Bevilacqua, owner of Oceanville Mason Supply on Long Beach Road, began sculpting snow while living in Brooklyn in the mid-1980s. His small house in Bergen Beach had driveways on both sides, he said, with older adults living next door. As a contractor, he often didn’t work when it snowed, and would shovel his driveway and those of his neighbors, having no choice but to pile the snow in the 20-by-20-foot plot in front of his house.

Shortly after returning from a trip to Egypt with his wife, Susan, the first snowfall of that winter came, and when he created his usual pile, he said it resembled a sphinx. He was inspired to sculpt the mythical creature, moving on to snowmen that looked like actual people.

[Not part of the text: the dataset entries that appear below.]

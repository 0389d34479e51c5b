//! Repository layer for database operations

pub mod contact;
pub mod donations;
pub mod inventory;
pub mod school_requests;
pub mod schools;
pub mod stats;
pub mod users;
pub mod workflow;

#[cfg(test)]
pub mod memory;

use sqlx::{Pool, Postgres};

pub use workflow::WorkflowStore;

/// Main repository struct holding database connection pool
#[derive(Clone)]
pub struct Repository {
    pub pool: Pool<Postgres>,
    pub donations: donations::DonationsRepository,
    pub school_requests: school_requests::SchoolRequestsRepository,
    pub inventory: inventory::InventoryRepository,
    pub schools: schools::SchoolsRepository,
    pub contact: contact::ContactRepository,
    pub users: users::UsersRepository,
    pub stats: stats::StatsRepository,
}

impl Repository {
    /// Create a new repository with the given database pool
    pub fn new(pool: Pool<Postgres>) -> Self {
        Self {
            donations: donations::DonationsRepository::new(pool.clone()),
            school_requests: school_requests::SchoolRequestsRepository::new(pool.clone()),
            inventory: inventory::InventoryRepository::new(pool.clone()),
            schools: schools::SchoolsRepository::new(pool.clone()),
            contact: contact::ContactRepository::new(pool.clone()),
            users: users::UsersRepository::new(pool.clone()),
            stats: stats::StatsRepository::new(pool.clone()),
            pool,
        }
    }

    /// Round-trip to the database, for readiness checks
    pub async fn ping(&self) -> crate::error::AppResult<()> {
        sqlx::query("SELECT 1").execute(&self.pool).await?;
        Ok(())
    }
}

He moved to Rockville Centre in 1987, down the street from Floyd B. Watson Elementary School, and continued the hobby. “All the school buses would be passing by; it gave me a perfect audience,” he said. “ … The drivers, they know. They actually come, and they stop purposely.”

Over the years, Bevilacqua has created more than bears. His masterpieces range from sculptures depicting that year’s Super Bowl teams to an eight-foot-tall SpongeBob SquarePants. Disney’s beloved Nemo occupied his lawn — when a winter storm in 2013 shared the name of the clownfish — as did the Abominable Snowman from “Rudolph the Red-Nosed Reindeer.” Shimkin’s daughter, Chloe, excitedly recalled the time Marty created Miley Cyrus sitting on a wrecking ball.

Bevilacqua does love-themed sculptures around Valentine’s Day, and if there’s snow in March, a clover or leprechaun often makes an appearance. “When the snow comes down, I think about what’s going on that day, that week,” he explained. He adds color to many of the snow sculptures using fluorescent spray paint.

“We love watching what he creates because he’s so talented,” Shimkin said. “As it melts, he’ll come up with something new.”

Indeed Bevilacqua said he often changes the sculpture into something else. An Olympic torch became a snow cone one year, for example, and a giant teddy bear was changed into Shrek, who sported a neon-green face. A polar bear standing on its hind legs was transformed into the iconic figure on an Academy Award.

“They’re always impressive,” said Paul Clancy, who has lived across the street from Bevilacqua for the past two years. “The amount of time he puts into it and the end result is always incredible. I have friends in the neighborhood that have kids, and they always tell me they love driving by our house because they get to drive by that house and see the works of art.”

Bevilacqua, who also helps produce operas at Molloy College’s Madison Theatre, created an online gallery of photos and videos showcasing his creations over the years. It includes a video of people getting out of their cars to take photos with his large teddy bear before it became Shrek, which he had captured from his home’s security camera. One of the visits came at 2:30 a.m.

The video, accompanied by a recording of a love song Mark had written when he was 15 for a girl he liked, is called “One Thing More.”

What will the current work of art on his lawn become as winter rolls on?

“That’s something that I don’t know yet,” Bevilacqua said. “It depends on what happens in the world.”